EL ROCK DE LA MUJER PERDIDA
Al escribir esto me vino a la mente una canción que se llama “Rock de la mujer perdida”. Quizá alguno de ustedes se dio cuenta que en varias de mis entradas hice referencia a algunas mujeres que hoy son perdidas (no por locas, sino porque no están conmigo). Lo que también me gusta de la literatura es que, si en la vida he perdido mujeres, en los cuentos y novelas me he encontrado a muchas, muchísimas.
De éstas recuerdo con cariño a Natasha, protagonista de “Guerra y Paz” de Leon Tolstoi. También está la Maga, de la multimencionada Rayuela. O Paulina, sobre la que Adolfo Bioy Casares escribió: “Siempre quise a Paulina… Paulina me dijo: Me gusta el azul, me gustan las uvas, me gusta el hielo, me gustan las rosas, me gustan los caballos blancos. Yo comprendí que mi felicidad había empezado, porque en esas preferencias podía identificarme con Paulina”.
Sí es buenísimo enamorarse de alguien que tenga tus mismos gustos pero este pasaje me puso a pensar que todavía es mejor estar con alguien con quien compartes los no-gustos: “A ella no le gusta bailar. ¡Qué bueno, porque a mí tampoco!”; “a ella le gusta dormir todo el día y estar en vela por la noche. ¡Uy, eso es buenísimo, dormir de día es la onda”. ¿Captan?
EL ÚLTIMO TRAGO
Muchas veces el último trago sabe amargo (sobre todo si lo que están tomando es una Caguama), hoy así pasa conmigo.
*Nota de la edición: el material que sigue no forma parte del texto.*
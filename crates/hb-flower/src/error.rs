use hb_core::{ColliderId, NodeId};
use hb_world::WorldError;
use thiserror::Error;

#[derive(Debug, Error)]
pub enum FlowerError {
    /// A contact reported a nectar collider the arena never registered.
    /// Indicates an integration bug, not a runtime condition.
    #[error("nectar collider {0} is not registered to any flower")]
    ProbeNotRegistered(ColliderId),

    #[error("flower node {node} has no {missing} child with a collider")]
    MalformedFlower {
        node:    NodeId,
        missing: &'static str,
    },

    #[error("nectar collider {0} is registered to more than one flower")]
    DuplicateProbe(ColliderId),

    #[error(transparent)]
    World(#[from] WorldError),
}

pub type FlowerResult<T> = Result<T, FlowerError>;
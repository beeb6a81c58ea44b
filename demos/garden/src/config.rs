//! Run configuration, optionally loaded from a JSON file.
//!
//! Every field has a default, so a file only needs the values it changes:
//!
//! ```json
//! { "agents": 4, "sim": { "seed": 7, "total_ticks": 20000 } }
//! ```

use std::path::Path;

use anyhow::{Context, Result};
use hb_agent::AgentConfig;
use hb_core::SimConfig;
use hb_flower::FlowerColors;
use serde::Deserialize;

#[derive(Debug, Deserialize)]
#[serde(default)]
pub struct GardenConfig {
    pub sim:        SimConfig,
    pub agent:      AgentConfig,
    pub colors:     FlowerColors,
    /// Birds sharing each garden.
    pub agents:     usize,
    /// Independent gardens, each seeded from `sim.seed`.
    pub arenas:     usize,
    /// Plants in the ring (three flowers each).
    pub plants:     usize,
    pub output_dir: String,
}

impl Default for GardenConfig {
    fn default() -> Self {
        Self {
            sim:        SimConfig { seed: 42, total_ticks: 15_000, ..SimConfig::default() },
            agent:      AgentConfig::default(),
            colors:     FlowerColors::default(),
            agents:     1,
            arenas:     1,
            plants:     6,
            output_dir: "output/garden".to_owned(),
        }
    }
}

impl GardenConfig {
    pub fn load(path: &Path) -> Result<Self> {
        let text = std::fs::read_to_string(path)
            .with_context(|| format!("reading config {}", path.display()))?;
        serde_json::from_str(&text).with_context(|| format!("parsing config {}", path.display()))
    }
}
Lo que quise lograr al hacer este proyecto a la par de ustedes fue contagiarles el gusto que tengo por la literatura, creo que no lo logré. Ni siquiera estoy seguro de que alguien haya llegado hasta esta parte del ensayo.
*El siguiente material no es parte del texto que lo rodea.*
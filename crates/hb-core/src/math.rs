//! Small 3-D math helpers on top of `glam`.
//!
//! Angles in public APIs are **degrees** unless a name says otherwise; the
//! conversion to radians happens here so callers can use the same numbers
//! that appear in arena tuning (±80° pitch clamp, ±180° yaw draws, …).

use glam::{EulerRot, Mat3, Quat, Vec3};

/// World-space forward axis.
pub const FORWARD: Vec3 = Vec3::Z;
/// World-space up axis.
pub const UP: Vec3 = Vec3::Y;
/// World-space right axis.
pub const RIGHT: Vec3 = Vec3::X;

// ── Pose ──────────────────────────────────────────────────────────────────────

/// A rigid transform: translation plus rotation.
#[derive(Copy, Clone, Debug, PartialEq)]
#[cfg_attr(feature = "serde", derive(serde::Serialize, serde::Deserialize))]
pub struct Pose {
    pub position: Vec3,
    pub rotation: Quat,
}

impl Default for Pose {
    fn default() -> Self {
        Self::IDENTITY
    }
}

impl Pose {
    pub const IDENTITY: Pose = Pose { position: Vec3::ZERO, rotation: Quat::IDENTITY };

    #[inline]
    pub fn new(position: Vec3, rotation: Quat) -> Self {
        Self { position, rotation }
    }

    /// Pure translation.
    #[inline]
    pub fn from_position(position: Vec3) -> Self {
        Self { position, rotation: Quat::IDENTITY }
    }

    /// Compose `self` (parent) with `local` (child) → child in parent's space.
    #[inline]
    pub fn mul_pose(&self, local: &Pose) -> Pose {
        Pose {
            position: self.position + self.rotation * local.position,
            rotation: (self.rotation * local.rotation).normalize(),
        }
    }

    /// Transform a point from local to world space.
    #[inline]
    pub fn transform_point(&self, p: Vec3) -> Vec3 {
        self.position + self.rotation * p
    }

    /// Transform a world-space point into this pose's local frame.
    #[inline]
    pub fn inverse_transform_point(&self, p: Vec3) -> Vec3 {
        self.rotation.inverse() * (p - self.position)
    }

    #[inline]
    pub fn forward(&self) -> Vec3 {
        self.rotation * FORWARD
    }

    #[inline]
    pub fn up(&self) -> Vec3 {
        self.rotation * UP
    }

    #[inline]
    pub fn right(&self) -> Vec3 {
        self.rotation * RIGHT
    }
}

// ── Euler angles ──────────────────────────────────────────────────────────────

/// Rotation from `(pitch, yaw, roll)` in degrees, applied roll → pitch → yaw.
#[inline]
pub fn euler_degrees(pitch: f32, yaw: f32, roll: f32) -> Quat {
    Quat::from_euler(
        EulerRot::YXZ,
        yaw.to_radians(),
        pitch.to_radians(),
        roll.to_radians(),
    )
}

/// Inverse of [`euler_degrees`]: returns `(pitch, yaw, roll)` in degrees,
/// pitch in `[-90, 90]`.
///
/// At ±90° pitch yaw and roll are degenerate; roll is reported as zero and
/// the whole heading goes into yaw.
pub fn to_euler_degrees(q: Quat) -> (f32, f32, f32) {
    let m = Mat3::from_quat(q.normalize());
    let sin_pitch = (-m.z_axis.y).clamp(-1.0, 1.0);
    let pitch = sin_pitch.asin();
    let (yaw, roll) = if sin_pitch.abs() < GIMBAL_LIMIT {
        (m.z_axis.x.atan2(m.z_axis.z), m.x_axis.y.atan2(m.y_axis.y))
    } else {
        ((-m.x_axis.z).atan2(m.x_axis.x), 0.0)
    };
    (pitch.to_degrees(), yaw.to_degrees(), roll.to_degrees())
}

/// |sin(pitch)| beyond which the pose is treated as gimbal-locked.
const GIMBAL_LIMIT: f32 = 0.999_999;

/// Wrap an angle in degrees into `(-180, 180]`.
pub fn wrap_degrees(angle: f32) -> f32 {
    let mut a = angle % 360.0;
    if a > 180.0 {
        a -= 360.0;
    } else if a <= -180.0 {
        a += 360.0;
    }
    a
}

/// Rotation whose forward axis points along `direction` with world up kept
/// upright.  Returns identity for a zero-length direction.
pub fn look_rotation(direction: Vec3) -> Quat {
    let dir = direction.normalize_or_zero();
    if dir == Vec3::ZERO {
        return Quat::IDENTITY;
    }
    let yaw = dir.x.atan2(dir.z);
    // Nose-down is positive pitch, so climbing directions get a negative angle.
    let pitch = -dir.y.clamp(-1.0, 1.0).asin();
    Quat::from_euler(EulerRot::YXZ, yaw, pitch, 0.0)
}

// ── Scalars ───────────────────────────────────────────────────────────────────

/// Move `current` toward `target` by at most `max_delta`, never overshooting.
#[inline]
pub fn move_towards(current: f32, target: f32, max_delta: f32) -> f32 {
    let diff = target - current;
    if diff.abs() <= max_delta {
        target
    } else {
        current + diff.signum() * max_delta
    }
}

/// Clamp to `[0, 1]`.
#[inline]
pub fn clamp01(v: f32) -> f32 {
    v.clamp(0.0, 1.0)
}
También está el lado bueno. Si hubiera tenido otros alumnos, más apáticos, creo que no hubiera tenido ganas de ponerme a bloguear como lo hice con ustedes (ustedes saben quiénes son ustedes) y no hubiera removido algunas de mis memorias (algo que, por cierto, es mi deporte favorito).
Ahora sí: esto se acaba aquí. En el último trago nos vamos y nos vemos.